GOAL OF THE EXERCISE> The entries below contain a line with "pub struct Entry" and a line with "let host = host.to_ascii_lowercase();". Retype exactly everything from the first down to the second, both included, and nothing else.

EXTRACTED RECORDS>
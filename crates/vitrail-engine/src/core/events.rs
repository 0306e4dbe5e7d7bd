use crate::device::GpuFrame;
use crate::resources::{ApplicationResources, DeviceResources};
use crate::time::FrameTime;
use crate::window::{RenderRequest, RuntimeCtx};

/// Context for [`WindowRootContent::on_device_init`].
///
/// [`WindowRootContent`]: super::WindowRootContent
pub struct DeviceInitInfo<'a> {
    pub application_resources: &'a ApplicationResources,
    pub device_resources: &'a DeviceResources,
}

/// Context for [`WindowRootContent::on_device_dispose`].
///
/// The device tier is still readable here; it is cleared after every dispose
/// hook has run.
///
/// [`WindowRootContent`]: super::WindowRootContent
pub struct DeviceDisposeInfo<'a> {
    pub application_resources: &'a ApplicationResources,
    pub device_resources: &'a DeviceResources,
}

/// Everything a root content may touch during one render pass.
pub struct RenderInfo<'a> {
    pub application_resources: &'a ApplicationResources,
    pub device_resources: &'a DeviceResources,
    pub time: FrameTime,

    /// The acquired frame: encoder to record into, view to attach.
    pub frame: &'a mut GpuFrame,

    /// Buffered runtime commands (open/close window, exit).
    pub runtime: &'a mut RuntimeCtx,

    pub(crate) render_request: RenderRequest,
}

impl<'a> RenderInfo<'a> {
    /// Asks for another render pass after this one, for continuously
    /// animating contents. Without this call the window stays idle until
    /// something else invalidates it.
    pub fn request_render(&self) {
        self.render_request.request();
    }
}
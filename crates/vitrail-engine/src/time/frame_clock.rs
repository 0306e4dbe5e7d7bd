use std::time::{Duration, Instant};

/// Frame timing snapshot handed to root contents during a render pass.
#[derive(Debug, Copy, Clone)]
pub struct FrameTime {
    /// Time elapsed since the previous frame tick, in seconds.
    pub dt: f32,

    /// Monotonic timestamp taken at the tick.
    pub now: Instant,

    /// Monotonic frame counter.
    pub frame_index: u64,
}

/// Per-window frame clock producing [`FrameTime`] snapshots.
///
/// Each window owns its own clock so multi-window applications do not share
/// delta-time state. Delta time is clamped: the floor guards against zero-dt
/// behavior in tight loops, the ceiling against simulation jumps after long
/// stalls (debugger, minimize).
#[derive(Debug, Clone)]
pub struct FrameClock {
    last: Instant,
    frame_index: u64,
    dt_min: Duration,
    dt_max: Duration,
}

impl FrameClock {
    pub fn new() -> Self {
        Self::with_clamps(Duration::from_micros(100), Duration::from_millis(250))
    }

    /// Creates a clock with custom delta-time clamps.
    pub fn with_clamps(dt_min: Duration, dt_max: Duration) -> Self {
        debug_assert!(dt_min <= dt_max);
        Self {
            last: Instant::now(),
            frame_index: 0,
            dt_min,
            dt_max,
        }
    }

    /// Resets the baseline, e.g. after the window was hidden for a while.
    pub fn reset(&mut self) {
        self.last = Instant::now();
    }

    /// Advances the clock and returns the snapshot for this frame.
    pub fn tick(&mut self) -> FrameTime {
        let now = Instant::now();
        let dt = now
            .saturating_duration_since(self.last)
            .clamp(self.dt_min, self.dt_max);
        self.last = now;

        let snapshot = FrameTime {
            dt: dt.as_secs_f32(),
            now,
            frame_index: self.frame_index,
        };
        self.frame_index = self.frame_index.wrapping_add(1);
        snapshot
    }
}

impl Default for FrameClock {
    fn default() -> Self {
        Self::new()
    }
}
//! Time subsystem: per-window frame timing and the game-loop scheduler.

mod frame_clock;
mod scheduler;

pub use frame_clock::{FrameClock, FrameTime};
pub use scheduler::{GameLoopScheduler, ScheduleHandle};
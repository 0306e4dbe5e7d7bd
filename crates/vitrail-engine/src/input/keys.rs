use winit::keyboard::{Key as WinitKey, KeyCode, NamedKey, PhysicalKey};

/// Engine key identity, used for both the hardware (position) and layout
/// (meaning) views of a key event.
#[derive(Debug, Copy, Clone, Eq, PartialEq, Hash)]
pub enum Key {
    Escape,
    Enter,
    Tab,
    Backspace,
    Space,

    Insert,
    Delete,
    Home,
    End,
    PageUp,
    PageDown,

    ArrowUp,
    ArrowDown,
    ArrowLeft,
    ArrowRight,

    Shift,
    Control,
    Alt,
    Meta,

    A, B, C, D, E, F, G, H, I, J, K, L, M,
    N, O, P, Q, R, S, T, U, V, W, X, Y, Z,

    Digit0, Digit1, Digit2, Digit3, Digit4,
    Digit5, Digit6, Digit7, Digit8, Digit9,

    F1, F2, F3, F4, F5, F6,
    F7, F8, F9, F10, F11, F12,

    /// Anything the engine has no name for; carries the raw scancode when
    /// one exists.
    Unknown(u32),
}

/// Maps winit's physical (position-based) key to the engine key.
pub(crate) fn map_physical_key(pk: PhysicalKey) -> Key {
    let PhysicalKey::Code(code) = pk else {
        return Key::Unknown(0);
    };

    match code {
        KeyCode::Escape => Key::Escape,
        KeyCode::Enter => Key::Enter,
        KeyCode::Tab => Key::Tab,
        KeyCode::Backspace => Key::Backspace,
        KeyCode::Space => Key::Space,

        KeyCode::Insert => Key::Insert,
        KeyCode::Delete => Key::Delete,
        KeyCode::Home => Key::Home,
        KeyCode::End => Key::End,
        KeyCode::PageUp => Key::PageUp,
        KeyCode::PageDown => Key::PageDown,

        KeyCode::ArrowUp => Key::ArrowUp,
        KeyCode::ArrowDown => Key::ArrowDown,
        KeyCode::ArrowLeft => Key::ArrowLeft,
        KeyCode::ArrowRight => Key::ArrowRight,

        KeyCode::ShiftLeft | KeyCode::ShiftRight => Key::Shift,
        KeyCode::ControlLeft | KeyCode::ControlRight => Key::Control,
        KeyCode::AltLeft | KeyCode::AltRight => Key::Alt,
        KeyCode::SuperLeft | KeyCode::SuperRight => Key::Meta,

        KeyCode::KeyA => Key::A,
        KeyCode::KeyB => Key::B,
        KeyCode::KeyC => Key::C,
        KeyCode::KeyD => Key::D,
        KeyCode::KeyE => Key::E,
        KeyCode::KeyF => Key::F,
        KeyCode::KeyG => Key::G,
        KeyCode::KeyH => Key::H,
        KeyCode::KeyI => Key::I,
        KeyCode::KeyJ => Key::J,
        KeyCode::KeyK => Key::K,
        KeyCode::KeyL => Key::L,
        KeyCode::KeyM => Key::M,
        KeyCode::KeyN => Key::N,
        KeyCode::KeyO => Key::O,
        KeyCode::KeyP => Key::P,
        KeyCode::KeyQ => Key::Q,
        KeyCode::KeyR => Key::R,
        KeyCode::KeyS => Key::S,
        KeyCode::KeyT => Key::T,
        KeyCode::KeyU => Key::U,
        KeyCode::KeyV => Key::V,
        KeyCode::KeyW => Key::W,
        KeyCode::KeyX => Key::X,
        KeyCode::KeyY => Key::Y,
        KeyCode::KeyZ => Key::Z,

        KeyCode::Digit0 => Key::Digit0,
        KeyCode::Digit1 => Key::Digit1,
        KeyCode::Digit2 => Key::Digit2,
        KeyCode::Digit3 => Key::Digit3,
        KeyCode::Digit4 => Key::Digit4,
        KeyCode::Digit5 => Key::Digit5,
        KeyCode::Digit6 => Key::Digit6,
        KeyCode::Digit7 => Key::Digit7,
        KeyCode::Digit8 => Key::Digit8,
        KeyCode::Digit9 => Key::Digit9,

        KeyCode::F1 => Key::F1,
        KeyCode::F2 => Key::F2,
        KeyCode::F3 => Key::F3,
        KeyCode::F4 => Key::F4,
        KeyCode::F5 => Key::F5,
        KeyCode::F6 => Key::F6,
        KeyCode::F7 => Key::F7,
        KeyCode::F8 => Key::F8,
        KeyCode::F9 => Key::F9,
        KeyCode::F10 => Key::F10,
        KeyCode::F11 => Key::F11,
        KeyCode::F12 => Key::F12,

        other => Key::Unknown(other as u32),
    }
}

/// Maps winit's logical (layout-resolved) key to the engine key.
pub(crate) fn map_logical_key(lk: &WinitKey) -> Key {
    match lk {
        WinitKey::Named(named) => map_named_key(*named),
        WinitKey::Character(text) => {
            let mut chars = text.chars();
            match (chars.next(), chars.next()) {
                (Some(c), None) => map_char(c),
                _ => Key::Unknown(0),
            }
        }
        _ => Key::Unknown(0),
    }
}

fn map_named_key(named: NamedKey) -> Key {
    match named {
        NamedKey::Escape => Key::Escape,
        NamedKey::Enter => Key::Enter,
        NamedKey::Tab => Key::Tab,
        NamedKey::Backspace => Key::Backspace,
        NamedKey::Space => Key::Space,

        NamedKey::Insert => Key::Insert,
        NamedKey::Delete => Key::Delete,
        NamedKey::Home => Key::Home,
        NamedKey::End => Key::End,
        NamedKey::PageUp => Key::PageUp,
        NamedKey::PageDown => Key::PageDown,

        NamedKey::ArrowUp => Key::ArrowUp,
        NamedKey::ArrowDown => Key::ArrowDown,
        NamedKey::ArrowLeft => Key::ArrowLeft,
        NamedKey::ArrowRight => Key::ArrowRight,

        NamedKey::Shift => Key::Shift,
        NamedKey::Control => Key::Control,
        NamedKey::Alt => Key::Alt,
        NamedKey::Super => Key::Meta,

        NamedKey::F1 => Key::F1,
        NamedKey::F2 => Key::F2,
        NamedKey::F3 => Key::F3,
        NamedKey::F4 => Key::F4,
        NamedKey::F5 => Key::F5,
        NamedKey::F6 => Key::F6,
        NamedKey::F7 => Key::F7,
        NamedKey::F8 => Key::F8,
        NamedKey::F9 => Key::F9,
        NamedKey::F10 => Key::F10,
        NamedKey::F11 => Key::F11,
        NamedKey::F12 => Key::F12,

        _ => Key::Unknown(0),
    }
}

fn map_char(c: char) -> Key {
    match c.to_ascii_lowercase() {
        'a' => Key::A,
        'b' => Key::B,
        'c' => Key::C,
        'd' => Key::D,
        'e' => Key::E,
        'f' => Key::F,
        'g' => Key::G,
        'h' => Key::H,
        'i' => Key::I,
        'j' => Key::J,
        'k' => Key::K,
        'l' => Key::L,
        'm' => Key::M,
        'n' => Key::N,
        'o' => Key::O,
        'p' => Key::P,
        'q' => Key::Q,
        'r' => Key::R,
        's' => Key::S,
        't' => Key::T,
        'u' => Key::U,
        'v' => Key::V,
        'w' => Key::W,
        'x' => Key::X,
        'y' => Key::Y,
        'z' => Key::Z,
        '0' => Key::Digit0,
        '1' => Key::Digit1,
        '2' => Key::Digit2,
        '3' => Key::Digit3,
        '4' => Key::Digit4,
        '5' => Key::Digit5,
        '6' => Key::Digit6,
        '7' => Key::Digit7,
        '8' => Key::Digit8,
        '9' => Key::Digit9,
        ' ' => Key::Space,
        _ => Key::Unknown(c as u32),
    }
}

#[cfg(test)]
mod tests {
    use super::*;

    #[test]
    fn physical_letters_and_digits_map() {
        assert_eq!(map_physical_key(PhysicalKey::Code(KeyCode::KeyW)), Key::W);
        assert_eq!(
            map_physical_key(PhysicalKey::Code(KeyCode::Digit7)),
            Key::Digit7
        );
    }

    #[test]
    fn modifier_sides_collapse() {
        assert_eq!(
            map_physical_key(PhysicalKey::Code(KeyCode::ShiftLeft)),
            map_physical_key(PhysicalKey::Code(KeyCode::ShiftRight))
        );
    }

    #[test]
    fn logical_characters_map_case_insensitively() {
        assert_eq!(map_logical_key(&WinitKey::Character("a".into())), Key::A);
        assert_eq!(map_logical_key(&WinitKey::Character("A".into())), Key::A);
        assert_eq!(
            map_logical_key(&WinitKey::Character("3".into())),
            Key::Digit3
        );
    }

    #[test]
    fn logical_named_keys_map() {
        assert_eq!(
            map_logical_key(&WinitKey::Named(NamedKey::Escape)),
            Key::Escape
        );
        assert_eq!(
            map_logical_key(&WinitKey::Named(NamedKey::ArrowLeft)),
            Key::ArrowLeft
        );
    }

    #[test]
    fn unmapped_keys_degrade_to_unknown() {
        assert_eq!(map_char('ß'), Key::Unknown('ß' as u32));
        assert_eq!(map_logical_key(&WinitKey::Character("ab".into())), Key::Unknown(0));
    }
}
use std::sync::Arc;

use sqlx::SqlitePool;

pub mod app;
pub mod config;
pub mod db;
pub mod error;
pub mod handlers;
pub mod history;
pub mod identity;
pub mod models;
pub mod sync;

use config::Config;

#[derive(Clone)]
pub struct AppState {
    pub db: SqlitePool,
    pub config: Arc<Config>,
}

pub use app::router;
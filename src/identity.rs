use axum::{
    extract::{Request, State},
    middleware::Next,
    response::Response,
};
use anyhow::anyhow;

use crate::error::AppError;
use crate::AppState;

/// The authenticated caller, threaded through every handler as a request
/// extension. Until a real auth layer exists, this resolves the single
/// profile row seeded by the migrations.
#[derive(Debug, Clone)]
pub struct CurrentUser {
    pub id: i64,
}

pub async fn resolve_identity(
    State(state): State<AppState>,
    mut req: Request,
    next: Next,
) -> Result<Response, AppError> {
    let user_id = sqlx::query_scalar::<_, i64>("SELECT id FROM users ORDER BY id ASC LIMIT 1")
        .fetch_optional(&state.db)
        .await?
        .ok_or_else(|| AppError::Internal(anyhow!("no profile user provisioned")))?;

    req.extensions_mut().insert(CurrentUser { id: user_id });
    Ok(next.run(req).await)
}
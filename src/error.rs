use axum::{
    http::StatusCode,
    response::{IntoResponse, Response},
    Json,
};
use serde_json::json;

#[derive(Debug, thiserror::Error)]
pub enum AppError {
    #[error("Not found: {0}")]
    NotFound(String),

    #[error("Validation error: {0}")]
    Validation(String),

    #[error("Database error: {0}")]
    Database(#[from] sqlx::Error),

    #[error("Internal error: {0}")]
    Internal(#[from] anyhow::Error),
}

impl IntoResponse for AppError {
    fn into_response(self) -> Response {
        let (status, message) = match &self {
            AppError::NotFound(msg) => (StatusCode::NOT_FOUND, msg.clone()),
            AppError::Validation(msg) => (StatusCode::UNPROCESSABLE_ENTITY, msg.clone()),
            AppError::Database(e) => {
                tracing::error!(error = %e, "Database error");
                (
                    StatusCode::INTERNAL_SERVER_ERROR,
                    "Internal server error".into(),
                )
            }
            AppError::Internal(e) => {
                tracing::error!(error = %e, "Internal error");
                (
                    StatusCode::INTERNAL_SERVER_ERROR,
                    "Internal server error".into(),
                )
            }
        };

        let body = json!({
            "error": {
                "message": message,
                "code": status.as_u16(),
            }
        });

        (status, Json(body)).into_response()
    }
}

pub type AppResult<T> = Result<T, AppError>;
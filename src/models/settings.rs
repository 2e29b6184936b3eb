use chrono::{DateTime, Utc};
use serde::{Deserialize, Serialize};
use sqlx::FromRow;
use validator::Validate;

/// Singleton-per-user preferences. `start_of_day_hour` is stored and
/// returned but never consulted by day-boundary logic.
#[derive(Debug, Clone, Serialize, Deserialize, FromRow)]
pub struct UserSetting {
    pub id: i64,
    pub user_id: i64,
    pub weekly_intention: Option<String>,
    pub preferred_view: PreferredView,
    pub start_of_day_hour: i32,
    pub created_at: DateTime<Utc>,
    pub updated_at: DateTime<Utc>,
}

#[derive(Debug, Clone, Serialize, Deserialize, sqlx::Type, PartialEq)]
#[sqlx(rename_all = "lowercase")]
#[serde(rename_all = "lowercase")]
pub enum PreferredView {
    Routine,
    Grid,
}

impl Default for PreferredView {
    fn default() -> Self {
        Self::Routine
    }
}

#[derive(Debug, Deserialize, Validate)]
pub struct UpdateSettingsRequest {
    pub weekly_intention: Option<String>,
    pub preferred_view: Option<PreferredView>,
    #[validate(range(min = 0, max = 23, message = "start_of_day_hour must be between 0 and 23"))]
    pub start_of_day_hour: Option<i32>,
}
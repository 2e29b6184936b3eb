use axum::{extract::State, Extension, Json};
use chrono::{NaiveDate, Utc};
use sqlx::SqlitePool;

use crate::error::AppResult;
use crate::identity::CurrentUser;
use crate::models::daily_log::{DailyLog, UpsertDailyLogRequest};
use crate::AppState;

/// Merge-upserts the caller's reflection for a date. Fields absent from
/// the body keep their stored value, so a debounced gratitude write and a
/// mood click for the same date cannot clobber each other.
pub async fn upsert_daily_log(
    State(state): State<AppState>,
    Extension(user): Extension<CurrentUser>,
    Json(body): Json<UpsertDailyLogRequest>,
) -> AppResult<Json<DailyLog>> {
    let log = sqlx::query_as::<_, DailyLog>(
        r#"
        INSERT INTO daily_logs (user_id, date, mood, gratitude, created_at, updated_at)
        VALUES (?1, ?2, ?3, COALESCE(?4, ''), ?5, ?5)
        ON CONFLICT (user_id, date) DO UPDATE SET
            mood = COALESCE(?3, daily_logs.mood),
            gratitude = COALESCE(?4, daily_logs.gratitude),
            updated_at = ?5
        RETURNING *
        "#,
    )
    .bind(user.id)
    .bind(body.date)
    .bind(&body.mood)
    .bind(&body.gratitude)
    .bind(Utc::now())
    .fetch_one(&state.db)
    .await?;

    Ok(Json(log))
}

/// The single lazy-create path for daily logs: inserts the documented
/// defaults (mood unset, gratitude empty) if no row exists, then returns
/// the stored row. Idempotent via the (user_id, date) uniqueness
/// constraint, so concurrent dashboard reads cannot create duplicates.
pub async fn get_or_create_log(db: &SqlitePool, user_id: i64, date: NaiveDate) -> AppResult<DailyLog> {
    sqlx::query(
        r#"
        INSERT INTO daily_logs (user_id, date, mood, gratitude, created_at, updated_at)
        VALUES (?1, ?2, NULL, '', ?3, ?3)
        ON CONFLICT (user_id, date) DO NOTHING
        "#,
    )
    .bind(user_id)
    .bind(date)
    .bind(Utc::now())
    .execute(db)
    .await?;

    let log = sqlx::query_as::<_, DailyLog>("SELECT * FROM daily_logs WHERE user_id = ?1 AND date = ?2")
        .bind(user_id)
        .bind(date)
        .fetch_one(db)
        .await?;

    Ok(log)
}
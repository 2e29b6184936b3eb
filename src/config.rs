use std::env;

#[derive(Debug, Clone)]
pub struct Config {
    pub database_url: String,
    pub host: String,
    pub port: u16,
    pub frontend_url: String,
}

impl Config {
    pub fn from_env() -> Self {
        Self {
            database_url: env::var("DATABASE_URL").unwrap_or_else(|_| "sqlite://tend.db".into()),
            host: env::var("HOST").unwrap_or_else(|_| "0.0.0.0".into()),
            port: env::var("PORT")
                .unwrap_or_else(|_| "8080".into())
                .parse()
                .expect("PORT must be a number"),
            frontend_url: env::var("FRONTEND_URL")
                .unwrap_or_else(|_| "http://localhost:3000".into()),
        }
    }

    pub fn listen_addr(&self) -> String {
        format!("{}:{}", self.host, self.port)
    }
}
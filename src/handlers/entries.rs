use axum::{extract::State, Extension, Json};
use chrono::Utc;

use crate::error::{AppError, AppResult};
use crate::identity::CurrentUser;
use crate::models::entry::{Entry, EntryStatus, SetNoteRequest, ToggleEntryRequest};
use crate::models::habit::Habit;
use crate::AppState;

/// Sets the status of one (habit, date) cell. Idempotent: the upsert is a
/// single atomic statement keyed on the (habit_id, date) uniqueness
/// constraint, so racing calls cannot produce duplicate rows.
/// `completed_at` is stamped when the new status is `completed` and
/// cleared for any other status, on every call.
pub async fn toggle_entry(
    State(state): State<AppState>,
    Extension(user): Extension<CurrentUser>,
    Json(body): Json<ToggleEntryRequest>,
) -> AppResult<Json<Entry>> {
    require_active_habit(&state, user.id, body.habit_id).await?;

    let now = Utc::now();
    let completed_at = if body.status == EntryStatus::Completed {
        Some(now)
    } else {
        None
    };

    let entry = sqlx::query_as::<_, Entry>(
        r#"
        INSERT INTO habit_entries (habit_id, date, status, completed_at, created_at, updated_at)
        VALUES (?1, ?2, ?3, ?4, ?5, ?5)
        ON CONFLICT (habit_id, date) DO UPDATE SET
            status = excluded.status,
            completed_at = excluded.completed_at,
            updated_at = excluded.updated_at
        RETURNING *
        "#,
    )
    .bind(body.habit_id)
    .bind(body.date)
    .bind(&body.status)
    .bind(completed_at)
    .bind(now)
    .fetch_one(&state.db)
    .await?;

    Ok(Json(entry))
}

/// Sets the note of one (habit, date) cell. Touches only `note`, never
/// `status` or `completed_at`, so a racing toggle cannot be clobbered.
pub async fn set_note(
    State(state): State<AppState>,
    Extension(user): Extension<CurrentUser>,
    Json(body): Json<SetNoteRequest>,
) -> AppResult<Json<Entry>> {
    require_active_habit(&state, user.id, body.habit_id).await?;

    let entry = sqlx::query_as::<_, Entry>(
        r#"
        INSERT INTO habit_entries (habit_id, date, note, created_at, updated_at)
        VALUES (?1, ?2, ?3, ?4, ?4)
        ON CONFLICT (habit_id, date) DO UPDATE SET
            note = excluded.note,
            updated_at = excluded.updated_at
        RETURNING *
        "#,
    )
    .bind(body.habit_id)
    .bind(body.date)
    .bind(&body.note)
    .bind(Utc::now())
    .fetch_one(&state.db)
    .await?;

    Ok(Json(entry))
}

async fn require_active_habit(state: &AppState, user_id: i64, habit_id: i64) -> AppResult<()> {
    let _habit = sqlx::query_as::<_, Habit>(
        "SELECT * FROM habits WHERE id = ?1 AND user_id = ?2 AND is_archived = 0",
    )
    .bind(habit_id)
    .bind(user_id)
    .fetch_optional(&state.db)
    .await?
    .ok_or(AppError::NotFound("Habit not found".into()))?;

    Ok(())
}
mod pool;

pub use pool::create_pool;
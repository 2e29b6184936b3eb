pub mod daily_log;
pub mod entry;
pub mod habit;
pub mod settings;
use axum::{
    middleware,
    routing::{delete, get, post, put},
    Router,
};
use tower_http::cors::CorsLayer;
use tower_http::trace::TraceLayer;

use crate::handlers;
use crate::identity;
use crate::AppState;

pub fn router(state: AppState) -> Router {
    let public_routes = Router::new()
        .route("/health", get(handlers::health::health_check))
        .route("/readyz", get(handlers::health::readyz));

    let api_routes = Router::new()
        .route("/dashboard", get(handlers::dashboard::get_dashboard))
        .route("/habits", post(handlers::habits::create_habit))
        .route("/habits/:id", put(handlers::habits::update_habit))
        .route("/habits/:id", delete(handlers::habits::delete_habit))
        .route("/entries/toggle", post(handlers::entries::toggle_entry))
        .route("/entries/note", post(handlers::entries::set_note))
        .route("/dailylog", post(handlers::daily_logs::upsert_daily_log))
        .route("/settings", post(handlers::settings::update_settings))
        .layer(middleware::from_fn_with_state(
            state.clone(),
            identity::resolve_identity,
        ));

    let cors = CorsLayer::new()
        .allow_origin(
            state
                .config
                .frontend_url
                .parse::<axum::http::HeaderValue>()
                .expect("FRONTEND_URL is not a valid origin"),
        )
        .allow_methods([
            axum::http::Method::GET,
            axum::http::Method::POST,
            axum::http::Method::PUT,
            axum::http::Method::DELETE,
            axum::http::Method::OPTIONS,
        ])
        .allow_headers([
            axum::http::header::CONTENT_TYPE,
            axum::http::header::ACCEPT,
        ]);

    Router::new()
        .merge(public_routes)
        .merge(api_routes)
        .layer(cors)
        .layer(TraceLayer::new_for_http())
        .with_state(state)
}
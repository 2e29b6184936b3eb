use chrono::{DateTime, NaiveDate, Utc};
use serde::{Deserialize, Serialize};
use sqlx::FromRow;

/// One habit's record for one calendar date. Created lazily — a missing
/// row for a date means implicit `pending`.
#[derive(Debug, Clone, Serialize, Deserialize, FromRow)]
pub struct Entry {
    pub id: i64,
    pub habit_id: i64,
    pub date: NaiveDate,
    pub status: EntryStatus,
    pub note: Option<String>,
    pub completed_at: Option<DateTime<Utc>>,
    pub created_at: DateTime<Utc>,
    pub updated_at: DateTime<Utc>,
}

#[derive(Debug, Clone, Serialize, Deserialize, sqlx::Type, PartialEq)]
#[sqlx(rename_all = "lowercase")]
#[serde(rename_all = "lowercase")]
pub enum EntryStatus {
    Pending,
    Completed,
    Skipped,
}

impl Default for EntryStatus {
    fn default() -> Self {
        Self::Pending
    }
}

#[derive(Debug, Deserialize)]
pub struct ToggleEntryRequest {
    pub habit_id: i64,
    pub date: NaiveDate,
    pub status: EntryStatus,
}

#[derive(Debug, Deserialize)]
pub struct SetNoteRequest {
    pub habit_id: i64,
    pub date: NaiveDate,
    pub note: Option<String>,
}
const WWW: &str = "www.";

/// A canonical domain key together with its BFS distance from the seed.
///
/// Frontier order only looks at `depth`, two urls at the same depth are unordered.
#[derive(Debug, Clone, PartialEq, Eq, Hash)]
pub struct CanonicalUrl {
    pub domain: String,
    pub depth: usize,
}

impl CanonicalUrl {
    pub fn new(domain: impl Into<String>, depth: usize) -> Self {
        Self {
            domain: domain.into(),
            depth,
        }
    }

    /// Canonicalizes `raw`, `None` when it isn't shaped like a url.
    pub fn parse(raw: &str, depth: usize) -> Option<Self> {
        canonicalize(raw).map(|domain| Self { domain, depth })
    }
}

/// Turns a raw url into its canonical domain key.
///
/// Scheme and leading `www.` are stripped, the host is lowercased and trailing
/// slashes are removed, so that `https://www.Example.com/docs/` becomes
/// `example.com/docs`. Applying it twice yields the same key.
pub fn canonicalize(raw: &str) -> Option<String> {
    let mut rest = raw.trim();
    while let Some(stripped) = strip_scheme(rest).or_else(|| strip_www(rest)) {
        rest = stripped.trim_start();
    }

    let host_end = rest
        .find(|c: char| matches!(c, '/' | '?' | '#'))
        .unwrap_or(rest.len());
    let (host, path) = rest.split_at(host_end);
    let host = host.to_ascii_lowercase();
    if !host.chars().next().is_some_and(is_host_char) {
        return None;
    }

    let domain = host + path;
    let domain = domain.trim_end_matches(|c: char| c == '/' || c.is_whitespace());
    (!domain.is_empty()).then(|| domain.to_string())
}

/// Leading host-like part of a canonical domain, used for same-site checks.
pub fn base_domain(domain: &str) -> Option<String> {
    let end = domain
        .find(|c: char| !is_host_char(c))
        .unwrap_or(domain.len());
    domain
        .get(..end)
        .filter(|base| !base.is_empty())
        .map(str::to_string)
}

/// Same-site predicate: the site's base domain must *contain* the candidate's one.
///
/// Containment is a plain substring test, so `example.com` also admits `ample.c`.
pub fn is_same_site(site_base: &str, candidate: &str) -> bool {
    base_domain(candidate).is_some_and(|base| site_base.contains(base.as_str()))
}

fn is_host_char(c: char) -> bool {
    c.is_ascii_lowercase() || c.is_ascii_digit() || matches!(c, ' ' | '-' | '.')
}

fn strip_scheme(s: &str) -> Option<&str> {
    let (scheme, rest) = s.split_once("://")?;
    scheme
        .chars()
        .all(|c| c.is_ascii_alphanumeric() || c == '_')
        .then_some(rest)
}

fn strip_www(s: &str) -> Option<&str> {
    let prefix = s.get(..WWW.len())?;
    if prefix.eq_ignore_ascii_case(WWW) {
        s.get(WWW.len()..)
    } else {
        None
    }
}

OUTPUT OF THE TASK>
pub struct Entry {
    pub id: i64,
    pub habit_id: i64,
    pub date: NaiveDate,
    pub status: EntryStatus,
    pub note: Option<String>,
    pub completed_at: Option<DateTime<Utc>>,
    pub created_at: DateTime<Utc>,
    pub updated_at: DateTime<Utc>,
}

#[derive(Debug, Clone, Serialize, Deserialize, sqlx::Type, PartialEq)]
#[sqlx(rename_all = "lowercase")]
#[serde(rename_all = "lowercase")]
pub enum EntryStatus {
    Pending,
    Completed,
    Skipped,
}

impl Default for EntryStatus {
    fn default() -> Self {
        Self::Pending
    }
}

#[derive(Debug, Deserialize)]
pub struct ToggleEntryRequest {
    pub habit_id: i64,
    pub date: NaiveDate,
    pub status: EntryStatus,
}

#[derive(Debug, Deserialize)]
pub struct SetNoteRequest {
    pub habit_id: i64,
    pub date: NaiveDate,
    pub note: Option<String>,
}
const WWW: &str = "www.";

/// A canonical domain key together with its BFS distance from the seed.
///
/// Frontier order only looks at `depth`, two urls at the same depth are unordered.
#[derive(Debug, Clone, PartialEq, Eq, Hash)]
pub struct CanonicalUrl {
    pub domain: String,
    pub depth: usize,
}

impl CanonicalUrl {
    pub fn new(domain: impl Into<String>, depth: usize) -> Self {
        Self {
            domain: domain.into(),
            depth,
        }
    }

    /// Canonicalizes `raw`, `None` when it isn't shaped like a url.
    pub fn parse(raw: &str, depth: usize) -> Option<Self> {
        canonicalize(raw).map(|domain| Self { domain, depth })
    }
}

/// Turns a raw url into its canonical domain key.
///
/// Scheme and leading `www.` are stripped, the host is lowercased and trailing
/// slashes are removed, so that `https://www.Example.com/docs/` becomes
/// `example.com/docs`. Applying it twice yields the same key.
pub fn canonicalize(raw: &str) -> Option<String> {
    let mut rest = raw.trim();
    while let Some(stripped) = strip_scheme(rest).or_else(|| strip_www(rest)) {
        rest = stripped.trim_start();
    }

    let host_end = rest
        .find(|c: char| matches!(c, '/' | '?' | '#'))
        .unwrap_or(rest.len());
    let (host, path) = rest.split_at(host_end);
    let host = host.to_ascii_lowercase();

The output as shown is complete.